Unique proprietary and secret information: situations where a company has its own records of not only proprietary answers to questions but of records of the questions asked are not public. This may be the case with a law firm and all its case notes or consultancy and its customer deliverables.
Real-time information: access to a real-time data stream that may change rapidly and require model adjustment. Examples here include fraud detection, cyber security, or reacting to breaking news. In this case the larger the data flow, the more likely it is essential signals will be in the sample. (The infrastructure to adjust model behavior at a speed like this is itself highly specialized, with players like Tecton providing infrastructure.)

It’s helpful to ask which types of data are needed for the application at hand and how much it can be secured for use by one company versus being available to others or even being generally available.

High Leverage Activities

Given that competitive moats don’t automatically emerge from a data advantage, what can you do to shore up a competitive edge? A few good tactics here are:

Try to ensure customer usage of the system produces artifacts that enrich the system itself: A great example of this is Stability AI’s Stable diffusion, in which many of the users actively fine-tune the model and share those fine tunes. Leonardo.AI and Scenario.GG also encourages users to share their custom models. (*). In applications like these, user engagement goes beyond simply using the system and generating input for new training but invests users in the actual training itself and the sharing of those results.
Get really good at ingesting customer proprietary data to create a tuned model for each customer: in domains such as legal or support bots where the data separates into a somewhat generic interaction layer and a deeper layer of specific data unique to each customer, focus on getting good at data onboarding. Having early examples helps here, but the number of customers likely isn’t that important. What is more important is being able to scale customer onboarding fast as demand ramps up.
Build a domain map: any AI model you build is based on the training sets ingested, so having an understanding of the distribution of possible data in the domain is critical. The more you can map out what is possible, the better. There is still debate as to how valuable synthetic data is in filling in gaps, but techniques like RLAIF as mentioned above, suggest that this may well be valuable. With some judicious engineering and data creation you may be able to stretch what you have further.
Get access to unique, useful data sets: this one is obvious, but in those domains where there truly is individual data, it’s extremely valuable to access the scarce resources available.
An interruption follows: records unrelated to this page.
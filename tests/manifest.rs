use kodegen_bundler_dmg::bundler::SigningIdentity;
use kodegen_bundler_dmg::metadata::load_manifest;
use std::path::Path;

#[test]
fn fixture_manifest_configures_dmg() {
    let path = Path::new(env!("CARGO_MANIFEST_DIR")).join("tests/fixtures/Cargo.toml");
    let manifest = load_manifest(&path).unwrap();

    assert_eq!(manifest.metadata.name, "widget");
    assert_eq!(manifest.metadata.version, "1.2.3");
    assert_eq!(manifest.manifest_dir, path.parent().unwrap());

    let bundle = &manifest.bundle_settings;
    assert_eq!(bundle.product_name.as_deref(), Some("Widget"));
    assert_eq!(bundle.publisher.as_deref(), Some("Example Inc."));
    assert_eq!(bundle.macos.identity, SigningIdentity::Disabled);
    assert_eq!(bundle.dmg.title.as_deref(), Some("${productName} ${version}"));
    assert_eq!(bundle.dmg.icon_size, Some(96));
    let window = bundle.dmg.window.unwrap();
    assert_eq!((window.x, window.y), (400, 100));
    assert_eq!((window.width, window.height), (Some(600), Some(400)));
    assert!(bundle.dmg.write_update_info);
    assert_eq!(bundle.icon, None);

    assert_eq!(manifest.package_settings().product_name, "Widget");
}
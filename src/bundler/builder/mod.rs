//! Shared build machinery for the DMG target.
//!
//! This module provides the pieces the DMG target is assembled from, none of
//! which are specific to disk images:
//!
//! - [`process`] - Command descriptors and the injectable [`ProcessRunner`]
//! - [`tool_detection`] - External tool resolution (`dmgbuild`, `codesign`)
//! - [`events`] - Artifact lifecycle notifications to the owning pipeline
//! - [`update_info`] - Size and SHA-512 metadata for finished artifacts

pub mod events;
pub mod process;
pub mod tool_detection;
pub mod update_info;

pub use events::{
    ArtifactBuildStarted, ArtifactCreated, ArtifactEventSink, DMG_TARGET_NAME, LogEventSink,
};
pub use process::{CommandSpec, ProcessOutput, ProcessRunner, TokioProcessRunner};
pub use update_info::{UpdateInfo, compute_update_info};
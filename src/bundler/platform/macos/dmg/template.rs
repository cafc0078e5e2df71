//! dmgbuild settings script template.

/// Handlebars template rendered into the `settings.py` passed to `dmgbuild -s`.
///
/// `dmgbuild` executes the file as Python with `defines` in scope; the
/// application path arrives through `-D app=<path>`. All interpolated strings
/// are pre-escaped for double-quoted Python literals.
pub const DMGBUILD_SETTINGS_TEMPLATE: &str = r#"# -*- coding: utf-8 -*-
# Generated by kodegen_bundler_dmg for "{{volume_name}}"

application = defines.get("app")

format = "{{format}}"
size = None

files = [
    application,
{{#each files}}
    ("{{source}}", "{{name}}"),
{{/each}}
]

symlinks = {
{{#each symlinks}}
    "{{name}}": "{{target}}",
{{/each}}
}

{{#if icon}}
icon = "{{icon}}"
{{/if}}

icon_locations = {
{{#each icon_locations}}
    "{{name}}": ({{x}}, {{y}}),
{{/each}}
}

{{#if background}}
background = "{{background}}"
{{else}}
background = None
{{/if}}

show_status_bar = False
show_tab_view = False
show_toolbar = False
show_pathbar = False
show_sidebar = False

window_rect = (({{window_x}}, {{window_y}}), ({{window_width}}, {{window_height}}))
default_view = "icon-view"
arrange_by = None
icon_size = {{icon_size}}
text_size = {{text_size}}
"#;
These may be via licensing or a third-party company that is generating this data as a by-product. In some cases, by creating the data yourself (though if you can do it, others might also be able to).

Investors will be increasingly less convinced about data forming a moat for AI startups, so any of these you can pull off will help in an investment discussion.

Conclusions

The AI boom runs on data, and getting data early could drive significant advantage, but it’s often less clearcut than it looks. Establishing a moat with an AI application is still very similar to winning with any other type of startup: capturing customers and retaining them is ultimately more important. Much of what keeps customers returning might be in how you ingest and adapt to new data rather than the strength of the model trained on the first data sets you encounter.

Have a great week!

Notes

(*) For full disclosure, Piton Capital is an investor in Leonardo.AI.